▶ **WHAT TO WORK ON**
All lines in the data that hold the word "push" need copying.

▶ **DATA RECORDS**
= = =

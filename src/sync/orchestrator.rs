//! Sync orchestrator.
//!
//! Wires watcher events to the upload pipeline, runs full scans and two-way
//! reconciliation, owns the global state machine and exposes the lifecycle
//! and folder-management operations to the hosting process.
//!
//! The folder table, cumulative statistics and the global state live behind
//! one reader/writer lock. Runtime settings are read through a versioned
//! snapshot, and folder changes leave through the persistence port before
//! the table is touched.

use std::collections::{HashMap, HashSet};
use std::path::{Component, Path, PathBuf};
use std::sync::atomic::{AtomicBool, Ordering};
use std::sync::{Arc, Mutex, PoisonError, RwLock, RwLockReadGuard, RwLockWriteGuard, Weak};
use std::time::{Duration, Instant, SystemTime};

use chrono::{DateTime, SecondsFormat, Utc};
use serde::Serialize;
use tokio::io::AsyncWriteExt;
use tokio::sync::mpsc;
use tokio::task::{JoinHandle, JoinSet};
use tokio_util::sync::CancellationToken;
use tokio_util::task::TaskTracker;
use tracing::{debug, error, info, warn};

use crate::config::{
    AgentConfig, ConfigPersistence, FolderConfig, PersistIntent, SettingsHandle, SettingsSnapshot,
};
use crate::error::{Result, SyncError};
use crate::fs::backend::StorageBackend;
use crate::fs::types::{meta_keys, object_key, ObjectMetadata, RemoteFileInfo};
use crate::sync::exclude::{relative_key, walk_pruned, PathMatcher};
use crate::sync::registry::{FolderDefinition, FolderRegistry, FolderState, FolderStats, FolderStatus};
use crate::sync::uploader::{PipelineConfig, UploadPipeline, UploadResult, UploadTask};
use crate::sync::watcher::{ChangeEvent, ChangeKind, ChangeWatcher};

/// Suffix of the staging file a download is written to before it is renamed into place.
pub const PART_SUFFIX: &str = ".cloudsync-part";

const QUEUE_FULL_BACKOFF: Duration = Duration::from_millis(50);

/// Global state of the orchestrator.
#[derive(Debug, Clone, Copy, Default, PartialEq, Eq, Serialize)]
#[serde(rename_all = "lowercase")]
pub enum SyncState {
    #[default]
    Idle,
    Scanning,
    Syncing,
    Paused,
    Error,
}

/// A state transition, as delivered to status handlers.
#[derive(Debug, Clone, PartialEq, Eq, Serialize)]
#[serde(tag = "scope", rename_all = "lowercase")]
pub enum StatusChange {
    Global { state: SyncState },
    Folder { folder_id: String, status: FolderStatus },
}

/// Callback for status transitions. Invoked outside internal locks, in
/// registration order.
pub type StatusHandler = Arc<dyn Fn(&StatusChange) + Send + Sync>;

/// Point-in-time status for the hosting process.
#[derive(Debug, Clone, PartialEq, Eq, Serialize)]
pub struct HealthSnapshot {
    pub state: SyncState,
    pub uptime_secs: u64,
    pub files_uploaded: u64,
    pub bytes_uploaded: u64,
    pub files_downloaded: u64,
    pub bytes_downloaded: u64,
    pub errors: u64,
    pub enabled_folders: usize,
    pub folders_count: usize,
    pub queued_uploads: usize,
    pub last_sync_at: Option<DateTime<Utc>>,
    pub settings_version: u64,
    pub version: &'static str,
}

/// Summary of one full sync or `sync_now` pass.
#[derive(Debug, Clone, Default, PartialEq, Eq, Serialize)]
pub struct SyncReport {
    pub folders: usize,
    pub failed_folders: usize,
    /// Upload tasks accepted by the pipeline.
    pub queued: usize,
    pub downloaded: usize,
    pub errors: u64,
}

/// What one folder worker did.
#[derive(Debug, Default)]
struct FolderOutcome {
    queued: usize,
    downloaded: usize,
    errors: u64,
}

struct Table {
    registry: FolderRegistry,
    totals: FolderStats,
    state: SyncState,
    last_sync_at: Option<DateTime<Utc>>,
}

struct Inner {
    settings: SettingsHandle,
    table: RwLock<Table>,
    watcher: Arc<dyn ChangeWatcher>,
    pipeline: UploadPipeline,
    backend: Arc<dyn StorageBackend>,
    persistence: Arc<dyn ConfigPersistence>,
    cancel: CancellationToken,
    background: TaskTracker,
    results_task: Mutex<Option<JoinHandle<()>>>,
    sync_lock: tokio::sync::Mutex<()>,
    running: AtomicBool,
    stopped: AtomicBool,
    started_at: Mutex<Option<Instant>>,
    /// Files written by reconciliation, with the mtime they were given.
    downloaded: Mutex<HashMap<PathBuf, SystemTime>>,
    status_handlers: RwLock<Vec<StatusHandler>>,
}

/// The sync engine. Cheap to clone; clones share state.
#[derive(Clone)]
pub struct SyncOrchestrator {
    inner: Arc<Inner>,
}

fn lock<T>(mutex: &Mutex<T>) -> std::sync::MutexGuard<'_, T> {
    mutex.lock().unwrap_or_else(PoisonError::into_inner)
}

fn is_part_file(path: &Path) -> bool {
    path.file_name()
        .map(|name| name.to_string_lossy().ends_with(PART_SUFFIX))
        .unwrap_or(false)
}

fn part_path(dest: &Path) -> PathBuf {
    let name = dest
        .file_name()
        .map(|n| n.to_string_lossy().to_string())
        .unwrap_or_default();
    dest.with_file_name(format!("{}{}", name, PART_SUFFIX))
}

/// Give a folder coming from a caller a generated id if it has none.
fn normalize_folder(mut config: FolderConfig) -> FolderConfig {
    if config.id.trim().is_empty() {
        config.id = uuid::Uuid::new_v4().to_string();
    }
    config
}

/// Local key for a remote object: the key without its namespace prefix.
fn strip_namespace<'a>(key: &'a str, namespace: &str) -> Option<&'a str> {
    let namespace = namespace.trim_matches('/');
    let rel = if namespace.is_empty() {
        key
    } else {
        key.strip_prefix(namespace)?.strip_prefix('/')?
    };
    let rel = rel.trim_start_matches('/');
    (!rel.is_empty()).then_some(rel)
}

/// Path under `root` for a folder-relative key. `None` when a segment is
/// empty, `.`, `..` or anything else that is not a plain name.
fn local_target(root: &Path, relative: &str) -> Option<PathBuf> {
    let mut path = root.to_path_buf();
    for part in relative.split('/') {
        let mut components = Path::new(part).components();
        match (components.next(), components.next()) {
            (Some(Component::Normal(name)), None) => path.push(name),
            _ => return None,
        }
    }
    path.starts_with(root).then_some(path)
}

/// Every visible file under `root`, skipping excluded subtrees.
fn scan_local(root: &Path, matcher: &PathMatcher) -> (Vec<(PathBuf, String)>, u64) {
    let mut files = Vec::new();
    let mut errors = 0;

    for entry in walk_pruned(root, root, matcher, false) {
        match entry {
            Ok(entry) if entry.file_type().is_file() => {
                let path = entry.path();
                if is_part_file(&path) {
                    continue;
                }
                let key = match path.strip_prefix(root) {
                    Ok(rel) => relative_key(rel),
                    Err(_) => continue,
                };
                files.push((path, key));
            }
            Ok(_) => {}
            Err(e) => {
                warn!(root = %root.display(), error = %e, "Failed to read directory during scan");
                errors += 1;
            }
        }
    }

    files.sort_by(|a, b| a.1.cmp(&b.1));
    (files, errors)
}

/// Register a folder from configuration, logging what was skipped or disabled.
fn admit_configured(
    registry: &mut FolderRegistry,
    definition: FolderDefinition,
) -> Option<FolderDefinition> {
    let wanted = definition.enabled;
    let id = definition.id.clone();
    match registry.admit(definition) {
        Ok(admitted) => {
            if wanted && !admitted.enabled {
                warn!(
                    folder = %id,
                    path = %admitted.local_path.display(),
                    "Folder root is unusable, registering it disabled"
                );
            }
            Some(admitted)
        }
        Err(e) => {
            warn!(folder = %id, error = %e, "Skipping configured folder");
            None
        }
    }
}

= = =

▶ **WRITTEN ANSWER**
            (Some(Component::Normal(name)), None) => path.push(name),
                files.push((path, key));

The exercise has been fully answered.